RIP Baby Zuri

Today is a very, very sad day.

News broke that Cincinnati Zoo vets had to euthanize Baby Zuri due to complications of her broken leg that just wasn’t healing properly, and ultimately, wouldn’t ever heal.

I’m against zoos and the enslavement of animals, but when my coworker offered to take me as her guest for a lunch visit to see Zuri back in May, (actually a few days before she broke her leg), I just couldn’t resist the offer.

The pic above I took is how I saw Zuri for the first time. Hiding in her pen, scared of all us humans outside, anxiously waiting to see her. She was cowered in a corner, like a tiny lil ballerina, her tiny little ears twitching back and forth, trying to comprehend all the human noises she was hearing. It was pretty obvious she was scared to come out. When I peered through the glass, she turned her head in my direction, not raising her head to make eye contact.

I was overcome with a roller coaster of emotions upon seeing her.

The up: I was in awe of her absolute perfection and adorableness. I also experienced a surreal moment & pinched myself that I was actually able to see her with my own eyes.

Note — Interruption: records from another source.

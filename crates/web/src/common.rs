use axum::{
    extract::{OriginalUri, Query, Request},
    http::{Method, StatusCode},
    response::IntoResponse,
    routing::MethodFilter,
    Json,
};
use model::ExampleData;
use schemars::{schema_for, schema_for_value, JsonSchema};
use serde::{Deserialize, Serialize};
use transport_queue::RequestError;

pub type RouteResult<O> = Result<O, RouteErrorResponse>;
pub type ApiResult<O> = RouteResult<Json<ApiResponse<O>>>;

/// A `MethodFilter` that matches all http methods.
pub(crate) const METHOD_FILTER_ALL: MethodFilter = MethodFilter::GET
    .or(MethodFilter::POST)
    .or(MethodFilter::PATCH)
    .or(MethodFilter::PUT)
    .or(MethodFilter::DELETE);

/// The envelope every successful response is wrapped in.
#[serde_with::skip_serializing_none]
#[derive(Debug, Clone, Serialize)]
#[serde(rename_all = "camelCase")]
pub struct ApiResponse<T> {
    pub success: bool,
    pub data: Option<T>,
    pub message: Option<String>,
}

impl<T> ApiResponse<T> {
    pub fn ok(data: T) -> Self {
        Self {
            success: true,
            data: Some(data),
            message: None,
        }
    }

    pub fn with_message(mut self, message: impl Into<String>) -> Self {
        self.message = Some(message.into());
        self
    }

    pub fn json(self) -> Json<Self> {
        Json(self)
    }
}

impl ApiResponse<()> {
    pub fn done() -> Self {
        Self {
            success: true,
            data: None,
            message: None,
        }
    }
}

// - Services returning commonly used responses -

#[derive(Debug, Deserialize)]
#[serde(rename_all = "camelCase")]
pub(crate) struct SchemaParams {
    #[serde(default = "Default::default")]
    example_data: bool,
}

pub(crate) async fn schema<T: ExampleData + JsonSchema + Serialize>(
    Query(params): Query<SchemaParams>,
) -> impl IntoResponse {
    if params.example_data {
        Json(schema_for_value!(T::example_data()))
    } else {
        Json(schema_for!(T))
    }
}

pub(crate) async fn route_not_found(
    OriginalUri(original_uri): OriginalUri,
    req: Request,
) -> impl IntoResponse {
    RouteErrorResponse::not_found(req.method(), original_uri.path())
}

// - Commonly used responeses -

#[derive(Debug, Clone, Serialize, Deserialize)]
#[serde(rename_all = "camelCase")]
pub struct RouteErrorResponse {
    #[serde(skip)]
    pub status_code: StatusCode,

    pub success: bool,

    #[serde(skip_serializing_if = "Option::is_none")]
    pub message: Option<String>,

    #[serde(skip_serializing_if = "Option::is_none")]
    pub http_method: Option<String>,

    #[serde(skip_serializing_if = "Option::is_none")]
    pub requested_uri: Option<String>,
}

impl RouteErrorResponse {
    pub fn new(status_code: StatusCode) -> Self {
        Self {
            status_code,
            success: false,
            message: None,
            http_method: None,
            requested_uri: None,
        }
    }

    pub fn not_found(method: &Method, uri: impl Into<String>) -> Self {
        Self::new(StatusCode::NOT_FOUND)
            .with_method(method)
            .with_uri(uri)
            .with_default_message()
    }

    pub fn unauthenticated(method: &Method, uri: impl Into<String>) -> Self {
        Self::new(StatusCode::UNAUTHORIZED)
            .with_method(method)
            .with_uri(uri)
            .with_message("Please sign in to continue.")
    }

    pub fn with_method(mut self, method: &Method) -> Self {
        self.http_method = Some(method.to_string());
        self
    }

    pub fn with_uri(mut self, uri: impl Into<String>) -> Self {
        self.requested_uri = Some(uri.into());
        self
    }

    pub fn with_message(mut self, message: impl Into<String>) -> Self {
        self.message = Some(message.into());
        self
    }

    pub fn with_default_message(self) -> Self {
        let message = self
            .status_code
            .canonical_reason()
            .unwrap_or("i dunno what happened here :/");
        self.with_message(message)
    }
}

impl From<RequestError> for RouteErrorResponse {
    fn from(value: RequestError) -> Self {
        let status_code = match &value {
            RequestError::NotFound(_) => StatusCode::NOT_FOUND,
            RequestError::Unauthorized(_) => StatusCode::FORBIDDEN,
            RequestError::DuplicateActiveEntry { .. }
            | RequestError::IllegalTransition { .. }
            | RequestError::StationBusy { .. }
            | RequestError::StationFull { .. }
            | RequestError::StationInactive => StatusCode::CONFLICT,
            RequestError::InvalidMove(_) => StatusCode::UNPROCESSABLE_ENTITY,
            RequestError::Invalid(_) => StatusCode::BAD_REQUEST,
            RequestError::Database(why) => {
                log::error!("request failed: {}", why);
                return Self::new(StatusCode::INTERNAL_SERVER_ERROR).with_default_message();
            }
        };
        Self::new(status_code).with_message(value.to_string())
    }
}

impl IntoResponse for RouteErrorResponse {
    fn into_response(self) -> axum::response::Response {
        (self.status_code, Json(self)).into_response()
    }
}

/// Turns a failed request into an error response that names the route.
pub(crate) fn on_error<'a>(
    method: &'a Method,
    uri: &'a OriginalUri,
) -> impl FnOnce(RequestError) -> RouteErrorResponse + 'a {
    move |why| {
        RouteErrorResponse::from(why)
            .with_method(method)
            .with_uri(uri.path())
    }
}
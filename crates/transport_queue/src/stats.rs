use chrono::{DateTime, Days, Local, NaiveDate, NaiveTime, TimeZone};
use model::{
    queue::{QueueEntry, QueueStatus},
    stats::DailyStats,
    DateTimeRange, WithId,
};

/// Local midnight at the start of `date`. Falls back to the earliest valid
/// moment of the day where midnight does not exist.
pub fn start_of_day(date: NaiveDate) -> DateTime<Local> {
    let midnight = date.and_time(NaiveTime::MIN);
    Local
        .from_local_datetime(&midnight)
        .earliest()
        .unwrap_or_else(|| Local.from_utc_datetime(&midnight))
}

pub fn day_range(date: NaiveDate) -> DateTimeRange<Local> {
    let next = date.checked_add_days(Days::new(1)).unwrap_or(date);
    DateTimeRange::new(start_of_day(date), start_of_day(next))
}

fn on(date: NaiveDate, time: Option<DateTime<Local>>) -> bool {
    time.is_some_and(|time| time.date_naive() == date)
}

/// Figures of one local day.
///
/// * processed: entries loaded that day
/// * knock offs: entries knocked off that day
/// * special requests: entries arriving that day that asked for special
///   handling
/// * average wait: minutes between arrival and the start of loading for the
///   entries processed that day
pub fn daily_stats<'a, I>(date: NaiveDate, entries: I) -> DailyStats
where
    I: IntoIterator<Item = &'a WithId<QueueEntry>>,
{
    let mut stats = DailyStats::empty(date);
    let mut waited_minutes = 0.0;

    for entry in entries.into_iter().map(|entry| &entry.content) {
        if entry.special_request && on(date, Some(entry.arrival_time)) {
            stats.special_requests += 1;
        }
        match entry.status {
            QueueStatus::Loaded if on(date, entry.terminal_time()) => {
                stats.total_processed += 1;
                let started = entry
                    .loading_start_time
                    .or(entry.departure_time)
                    .unwrap_or(entry.arrival_time);
                let waited = (started - entry.arrival_time).num_seconds().max(0);
                waited_minutes += waited as f64 / 60.0;
            }
            QueueStatus::KnockedOff if on(date, entry.knock_off_time) => {
                stats.knock_offs += 1;
            }
            _ => {}
        }
    }

    if stats.total_processed > 0 {
        stats.average_wait_time = waited_minutes / stats.total_processed as f64;
    }
    stats
}

#[cfg(test)]
mod tests {
    use chrono::Duration;
    use model::ExampleData;
    use utility::id::Id;

    use super::*;

    fn entry(arrival: DateTime<Local>) -> WithId<QueueEntry> {
        let mut entry = QueueEntry::example_data();
        entry.arrival_time = arrival;
        entry.position = None;
        WithId::new(Id::generate(), entry)
    }

    fn loaded(arrival: DateTime<Local>, waited: i64) -> WithId<QueueEntry> {
        let mut entry = entry(arrival);
        let start = arrival + Duration::minutes(waited);
        entry.content.status = QueueStatus::Loaded;
        entry.content.loading_start_time = Some(start);
        entry.content.loading_end_time = Some(start + Duration::minutes(5));
        entry.content.departure_time = Some(start + Duration::minutes(5));
        entry
    }

    fn morning(date: NaiveDate) -> DateTime<Local> {
        start_of_day(date) + Duration::hours(8)
    }

    #[test]
    fn empty_day_has_zero_average() {
        let date = NaiveDate::from_ymd_opt(2024, 5, 1).unwrap();
        assert_eq!(daily_stats(date, &[]), DailyStats::empty(date));
    }

    #[test]
    fn counts_the_day_only() {
        let date = NaiveDate::from_ymd_opt(2024, 5, 1).unwrap();
        let yesterday = date.pred_opt().unwrap();

        let mut knocked = entry(morning(date));
        knocked.content.status = QueueStatus::KnockedOff;
        knocked.content.knock_off_time = Some(morning(date) + Duration::hours(1));
        knocked.content.knock_off_reason = Some("breakdown".to_owned());

        let mut special = entry(morning(date));
        special.content.status = QueueStatus::Special;
        special.content.special_request = true;

        let entries = vec![
            loaded(morning(date), 10),
            loaded(morning(date), 20),
            loaded(morning(yesterday), 90),
            knocked,
            special,
            entry(morning(date)),
        ];

        let stats = daily_stats(date, &entries);
        assert_eq!(stats.total_processed, 2);
        assert_eq!(stats.knock_offs, 1);
        assert_eq!(stats.special_requests, 1);
        assert!((stats.average_wait_time - 15.0).abs() < 1e-9);
    }

    #[test]
    fn day_range_covers_the_whole_day() {
        let date = NaiveDate::from_ymd_opt(2024, 5, 1).unwrap();
        let range = day_range(date);
        assert!(range.contains(&morning(date)));
        assert!(!range.contains(&morning(date.succ_opt().unwrap())));
        assert!(range.contains(&range.first));
        assert!(!range.contains(&range.last));
    }
}
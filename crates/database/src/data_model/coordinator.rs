use async_trait::async_trait;
use chrono::{DateTime, Local};
use model::{
    coordinator::{CoordinatorProfile, WorkingHours},
    user::User,
    WithId,
};
use sqlx::{prelude::FromRow, types::Json};
use transport_queue::database::{CoordinatorRepo, Result};
use utility::id::{Id, IdWrapper};

use crate::{
    queries::{
        coordinator::{get_by_user, insert, update},
        to_unsigned,
    },
    PgDatabaseAutocommit, PgDatabaseTransaction,
};

use super::DatabaseRow;

#[derive(Debug, Clone, FromRow)]
pub struct CoordinatorRow {
    pub id: String,
    pub user_id: String,
    pub stations: Vec<String>,
    pub specializations: Vec<String>,
    pub working_hours: Option<Json<WorkingHours>>,
    pub rating: f64,
    pub experience: i32,
    pub created_at: DateTime<Local>,
}

impl DatabaseRow for CoordinatorRow {
    type Model = CoordinatorProfile;

    fn get_id(&self) -> Id<Self::Model> {
        Id::new(self.id.clone())
    }

    fn to_model(self) -> Result<Self::Model> {
        Ok(CoordinatorProfile {
            user: Id::new(self.user_id),
            stations: self.stations.into_iter().map(Id::new).collect(),
            specializations: self.specializations,
            working_hours: self.working_hours.map(|hours| hours.0),
            rating: self.rating,
            experience: to_unsigned("experience", self.experience)?,
            created_at: self.created_at,
        })
    }

    fn from_model(profile: WithId<CoordinatorProfile>) -> Self {
        Self {
            id: profile.id.raw(),
            user_id: profile.content.user.raw(),
            stations: profile.content.stations.as_slice().raw(),
            specializations: profile.content.specializations,
            working_hours: profile.content.working_hours.map(Json),
            rating: profile.content.rating,
            experience: i32::try_from(profile.content.experience).unwrap_or(i32::MAX),
            created_at: profile.content.created_at,
        }
    }
}

#[async_trait]
impl CoordinatorRepo for PgDatabaseAutocommit {
    async fn insert_coordinator(
        &mut self,
        profile: WithId<CoordinatorProfile>,
    ) -> Result<WithId<CoordinatorProfile>> {
        insert(&self.pool, profile).await
    }

    async fn coordinator_by_user(&mut self, user: &Id<User>) -> Result<WithId<CoordinatorProfile>> {
        get_by_user(&self.pool, user).await
    }

    async fn update_coordinator(&mut self, profile: &WithId<CoordinatorProfile>) -> Result<()> {
        update(&self.pool, profile).await
    }
}

#[async_trait]
impl<'a> CoordinatorRepo for PgDatabaseTransaction<'a> {
    async fn insert_coordinator(
        &mut self,
        profile: WithId<CoordinatorProfile>,
    ) -> Result<WithId<CoordinatorProfile>> {
        insert(&mut *self.tx, profile).await
    }

    async fn coordinator_by_user(&mut self, user: &Id<User>) -> Result<WithId<CoordinatorProfile>> {
        get_by_user(&mut *self.tx, user).await
    }

    async fn update_coordinator(&mut self, profile: &WithId<CoordinatorProfile>) -> Result<()> {
        update(&mut *self.tx, profile).await
    }
}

The down: I was so overcome with an incredible sense of sadness upon seeing her tiny lil feet on the hard concrete of her pen and her overall demeanor. It was obvious she wasn’t happy.

No matter what side of the fence you are about zoos and animal cruelty, I think it’s pretty hard to deny what the animals themselves convey to us humans, about how they feel about being there.

The look in Zuri’s downcast eyes, and her tense demeanor, said it all.

And that’s all the conviction I need about the argument for/against the enslavement of animals.

I’m just grateful that I was able to share a moment with her during her short, adorable life. The image I was able to capture, will always be how I remember her.

Because for me, in the end, the welfare of an animal, always takes precedence. I just want them to not feel any pain, be loved and be happy.

Dave Oehler, Director of Animal Collections at the Cincinnati Zoo, says of the death, “Decisions like that are made based on the animal’s quality of life. The undeniable pain this has caused our staff and community is a testament to the impact Zuri had on us all. She will not be forgotten.”

RIP Zuri.

See you in heaven baby girl.

~ by Maureen on July 1, 2011.

One Response to “RIP Baby Zuri”

  1. Zoos actually play a very important role in Wildlife conservation. Especially the Cincinnati Zoo. I do Random Animal Encounters at the Zoo and I can tell you from personal experience that our animals are not unhappy. They are treated with the best treatment from our amazing keeper staff who definatly put the welfare of the animals before anyone else, including themselves. I had the opportunity of watching Zuri’s birth and watching her play out in the yard, and she couldn’t have looked happier. Afterall, how could she be so unhappy when she had her Mom and Dad right be her side?